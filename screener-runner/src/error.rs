//! Runner error types.

use std::path::PathBuf;

use chrono::NaiveDate;
use screener_core::ScreenError;
use thiserror::Error;

/// Errors from a bar source.
#[derive(Debug, Error)]
pub enum SourceError {
    #[error("no data for '{0}'")]
    NotFound(String),

    #[error("io error: {0}")]
    Io(#[from] std::io::Error),

    #[error("csv error: {0}")]
    Csv(#[from] csv::Error),

    #[error("bad data in {path}: {reason}")]
    Parse { path: PathBuf, reason: String },

    #[error(transparent)]
    Series(#[from] ScreenError),
}

/// Errors that abort a whole pick request.
#[derive(Debug, Error)]
pub enum PickError {
    #[error(transparent)]
    Screen(#[from] ScreenError),

    #[error(transparent)]
    Source(#[from] SourceError),

    #[error("start date {start} is after end date {end}")]
    InvalidRange { start: NaiveDate, end: NaiveDate },
}

/// Errors writing a report or picks export.
#[derive(Debug, Error)]
pub enum ExportError {
    #[error("csv error: {0}")]
    Csv(#[from] csv::Error),

    #[error("json error: {0}")]
    Json(#[from] serde_json::Error),

    #[error("csv output is not UTF-8: {0}")]
    Utf8(#[from] std::string::FromUtf8Error),

    #[error("write output: {0}")]
    Io(#[from] std::io::Error),
}

/// Errors loading a run config file.
#[derive(Debug, Error)]
pub enum ConfigFileError {
    #[error("read config file: {0}")]
    Io(#[from] std::io::Error),

    #[error("parse config TOML: {0}")]
    Toml(#[from] toml::de::Error),

    #[error("convert [settings] to JSON: {0}")]
    Settings(#[from] serde_json::Error),

    #[error("invalid [run] value: {0}")]
    Invalid(String),
}

#[cfg(test)]
mod tests {
    use super::*;

    #[test]
    fn screen_errors_pass_through_unchanged() {
        let err: PickError = ScreenError::UnsupportedStrategy("martingale".into()).into();
        assert_eq!(err.to_string(), "unsupported strategy: martingale");
        assert!(matches!(err, PickError::Screen(_)));
    }

    #[test]
    fn not_found_names_the_code() {
        let err = SourceError::NotFound("600000.SH".into());
        assert_eq!(err.to_string(), "no data for '600000.SH'");
    }

    #[test]
    fn export_errors_are_not_source_errors() {
        let err: ExportError = String::from_utf8(vec![0xff]).unwrap_err().into();
        assert!(matches!(err, ExportError::Utf8(_)));
        assert!(err.to_string().starts_with("csv output is not UTF-8"));
    }
}
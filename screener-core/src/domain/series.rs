//! SecuritySeries — one security's history as handed to a strategy.

use chrono::NaiveDate;
use serde::{Deserialize, Serialize};

use super::bar::Bar;
use crate::error::ScreenError;

/// One quarterly financial report. Ratios and growth rates are percentages.
#[derive(Debug, Clone, PartialEq, Serialize, Deserialize)]
pub struct FinancialReport {
    /// Reporting period label, e.g. `2024Q3`.
    pub period: String,
    pub report_date: NaiveDate,
    pub revenue_growth: f64,
    pub profit_growth: f64,
    pub gross_margin: f64,
    pub net_margin: f64,
    pub roe: f64,
    pub debt_ratio: f64,
    pub operating_cash_flow: f64,
    pub net_profit: f64,
}

/// Daily valuation snapshot. Market cap is in units of 100M.
#[derive(Debug, Clone, PartialEq, Serialize, Deserialize)]
pub struct Valuation {
    pub date: NaiveDate,
    #[serde(default)]
    pub pe: Option<f64>,
    #[serde(default)]
    pub pb: Option<f64>,
    #[serde(default)]
    pub market_cap: Option<f64>,
}

/// A security code plus its ascending bar history and optional fundamentals.
///
/// Owned by the caller for the duration of an evaluation. Strategies only
/// borrow it.
#[derive(Debug, Clone, PartialEq, Serialize, Deserialize)]
pub struct SecuritySeries {
    pub code: String,
    #[serde(default)]
    pub name: Option<String>,
    pub bars: Vec<Bar>,
    #[serde(default)]
    pub financials: Vec<FinancialReport>,
    #[serde(default)]
    pub valuations: Vec<Valuation>,
}

impl SecuritySeries {
    pub fn new(code: impl Into<String>, bars: Vec<Bar>) -> Self {
        Self {
            code: code.into(),
            name: None,
            bars,
            financials: Vec::new(),
            valuations: Vec::new(),
        }
    }

    pub fn with_name(mut self, name: impl Into<String>) -> Self {
        self.name = Some(name.into());
        self
    }

    pub fn with_financials(mut self, financials: Vec<FinancialReport>) -> Self {
        self.financials = financials;
        self
    }

    pub fn with_valuations(mut self, valuations: Vec<Valuation>) -> Self {
        self.valuations = valuations;
        self
    }

    pub fn len(&self) -> usize {
        self.bars.len()
    }

    pub fn is_empty(&self) -> bool {
        self.bars.is_empty()
    }

    pub fn latest_bar(&self) -> Option<&Bar> {
        self.bars.last()
    }

    pub fn latest_financials(&self) -> Option<&FinancialReport> {
        self.financials.last()
    }

    pub fn latest_valuation(&self) -> Option<&Valuation> {
        self.valuations.last()
    }

    /// Check the ordering contract: bars strictly ascending by date, reports
    /// and valuations ascending.
    pub fn validate(&self) -> Result<(), ScreenError> {
        let fail = |reason: String| ScreenError::InvalidSeries {
            code: self.code.clone(),
            reason,
        };
        for pair in self.bars.windows(2) {
            if pair[1].date <= pair[0].date {
                return Err(fail(format!(
                    "bars not strictly ascending at {} -> {}",
                    pair[0].date, pair[1].date
                )));
            }
        }
        for pair in self.financials.windows(2) {
            if pair[1].report_date < pair[0].report_date {
                return Err(fail(format!(
                    "financial reports out of order at {}",
                    pair[1].period
                )));
            }
        }
        for pair in self.valuations.windows(2) {
            if pair[1].date < pair[0].date {
                return Err(fail(format!("valuations out of order at {}", pair[1].date)));
            }
        }
        Ok(())
    }

    /// Bars inside `[start, end]`, inclusive on both ends.
    pub fn slice_dates(&self, start: NaiveDate, end: NaiveDate) -> &[Bar] {
        let from = self.bars.partition_point(|b| b.date < start);
        let to = self.bars.partition_point(|b| b.date <= end);
        &self.bars[from..to.max(from)]
    }
}
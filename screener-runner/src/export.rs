//! Export — JSON, CSV, and a plain-text table for pick reports.

use std::fmt::Write as _;
use std::path::Path;

use crate::error::ExportError;
use crate::picker::{PickReport, StockPickResult};

// ─── JSON export ────────────────────────────────────────────────────

/// Serialize a full report to pretty JSON.
pub fn export_report_json(report: &PickReport) -> Result<String, ExportError> {
    Ok(serde_json::to_string_pretty(report)?)
}

// ─── CSV export ─────────────────────────────────────────────────────

/// Export picks as CSV, one row per security.
///
/// Columns: code, name, signal, strength, risk, price, date, description
pub fn export_picks_csv(picks: &[StockPickResult]) -> Result<String, ExportError> {
    let mut wtr = csv::Writer::from_writer(vec![]);
    wtr.write_record([
        "code",
        "name",
        "signal",
        "strength",
        "risk",
        "price",
        "date",
        "description",
    ])?;

    for pick in picks {
        let h = pick.result.header();
        wtr.write_record([
            pick.code.as_str(),
            pick.name.as_deref().unwrap_or(""),
            h.strategy_signal.as_str(),
            &h.signal_strength.to_string(),
            &h.risk_level.to_string(),
            &format!("{:.2}", h.current_price),
            &h.analysis_date.to_string(),
            &h.analysis_description,
        ])?;
    }

    let data = wtr.into_inner().map_err(|e| e.into_error())?;
    Ok(String::from_utf8(data)?)
}

/// Write `content` to `path`, creating parent directories.
pub fn write_output(path: &Path, content: &str) -> Result<(), ExportError> {
    if let Some(parent) = path.parent().filter(|p| !p.as_os_str().is_empty()) {
        std::fs::create_dir_all(parent)?;
    }
    std::fs::write(path, content)?;
    Ok(())
}

// ─── Text table ─────────────────────────────────────────────────────

/// Human-readable summary of a report.
pub fn render_table(report: &PickReport) -> String {
    let mut out = String::new();
    let _ = writeln!(
        out,
        "{} | {} .. {} | {} evaluated, {} picked, {} failed",
        report.strategy,
        report.start,
        report.end,
        report.evaluated,
        report.picks.len(),
        report.errors.len()
    );
    let _ = writeln!(
        out,
        "{:<4} {:<12} {:<11} {:>8} {:>4} {:>10}  {}",
        "#", "code", "signal", "strength", "risk", "price", "description"
    );
    for (i, pick) in report.picks.iter().enumerate() {
        let h = pick.result.header();
        let _ = writeln!(
            out,
            "{:<4} {:<12} {:<11} {:>8} {:>4} {:>10.2}  {}",
            i + 1,
            pick.code,
            h.strategy_signal.as_str(),
            h.signal_strength,
            h.risk_level,
            h.current_price,
            h.analysis_description
        );
    }
    for failure in &report.errors {
        let _ = writeln!(out, "  ! {} ({:?}): {}", failure.code, failure.stage, failure.message);
    }
    out
}
//! Domain types for the screener

pub mod bar;
pub mod series;
pub mod signal;

pub use bar::{pct_change_at, pct_changes, Bar};
pub use series::{FinancialReport, SecuritySeries, Valuation};
pub use signal::StrategySignal;
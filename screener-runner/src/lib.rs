//! Screener Runner — batch ranking, stock picking, bar sources, run files.
//!
//! This crate builds on `screener-core` to provide:
//! - Parallel batch ranking with strength and signal cutoffs
//! - Bar sources: in-memory, CSV directory, deterministic synthetic
//! - The `pick_stocks` entry point and its report
//! - TOML run files and CSV/JSON/table export

pub mod config;
pub mod error;
pub mod export;
pub mod picker;
pub mod ranker;
pub mod source;

pub use config::{RunFile, RunSection};
pub use error::{ConfigFileError, ExportError, PickError, SourceError};
pub use export::{export_picks_csv, export_report_json, render_table, write_output};
pub use picker::{FailureStage, PickFailure, PickOptions, PickReport, StockPickResult, StockPicker};
pub use ranker::BatchRanker;
pub use source::{BarSource, CsvDirSource, InMemorySource, SyntheticSource};
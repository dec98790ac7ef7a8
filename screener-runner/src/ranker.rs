//! Batch ranking — one strategy over a universe, in parallel.
//!
//! Each series is analyzed independently. A failure is recorded against its
//! code and logged; it never aborts the rest of the batch. Results are
//! ranked by strength descending, then code ascending, so the output is the
//! same whether or not rayon runs the batch in parallel.

use rayon::prelude::*;
use tracing::{info, warn};

use screener_core::domain::{SecuritySeries, StrategySignal};
use screener_core::{BatchOutcome, ScreenError, SecurityError, Strategy, StrategyResult};

pub struct BatchRanker {
    strategy: Box<dyn Strategy>,
    parallel: bool,
    min_strength: Option<u8>,
    min_signal: Option<StrategySignal>,
}

impl BatchRanker {
    pub fn new(strategy: Box<dyn Strategy>) -> Self {
        Self {
            strategy,
            parallel: true,
            min_strength: None,
            min_signal: None,
        }
    }

    /// Enables or disables parallel execution.
    pub fn with_parallelism(mut self, parallel: bool) -> Self {
        self.parallel = parallel;
        self
    }

    /// Drop results weaker than `min`.
    pub fn with_min_strength(mut self, min: Option<u8>) -> Self {
        self.min_strength = min;
        self
    }

    /// Drop results whose signal is more bearish than `min`.
    pub fn with_min_signal(mut self, min: Option<StrategySignal>) -> Self {
        self.min_signal = min;
        self
    }

    pub fn strategy(&self) -> &dyn Strategy {
        self.strategy.as_ref()
    }

    fn passes(&self, result: &StrategyResult) -> bool {
        self.min_strength
            .map_or(true, |min| result.signal_strength() >= min)
            && self
                .min_signal
                .map_or(true, |min| result.strategy_signal() >= min)
    }

    pub fn rank(&self, universe: &[SecuritySeries]) -> BatchOutcome {
        let kind = self.strategy.kind();
        info!(strategy = %kind, securities = universe.len(), parallel = self.parallel, "ranking batch");

        let evaluate = |series: &SecuritySeries| -> Result<StrategyResult, SecurityError> {
            self.strategy.analyze(series).map_err(|error: ScreenError| {
                warn!(code = %series.code, strategy = %kind, %error, "analysis failed");
                SecurityError {
                    code: series.code.clone(),
                    error,
                }
            })
        };
        let evaluated: Vec<Result<StrategyResult, SecurityError>> = if self.parallel {
            universe.par_iter().map(evaluate).collect()
        } else {
            universe.iter().map(evaluate).collect()
        };

        let mut outcome = BatchOutcome {
            evaluated: universe.len(),
            ..BatchOutcome::default()
        };
        let mut filtered = 0usize;
        for item in evaluated {
            match item {
                Ok(result) if self.passes(&result) => outcome.results.push(result),
                Ok(_) => filtered += 1,
                Err(error) => outcome.errors.push(error),
            }
        }
        outcome.sort();

        info!(
            strategy = %kind,
            ranked = outcome.results.len(),
            filtered,
            failed = outcome.errors.len(),
            "batch ranked"
        );
        outcome
    }
}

* * *

Could you report all lines of the listing that hold "passes"?

YOUR SOLUTION
    fn passes(&self, result: &StrategyResult) -> bool {
                Ok(result) if self.passes(&result) => outcome.results.push(result),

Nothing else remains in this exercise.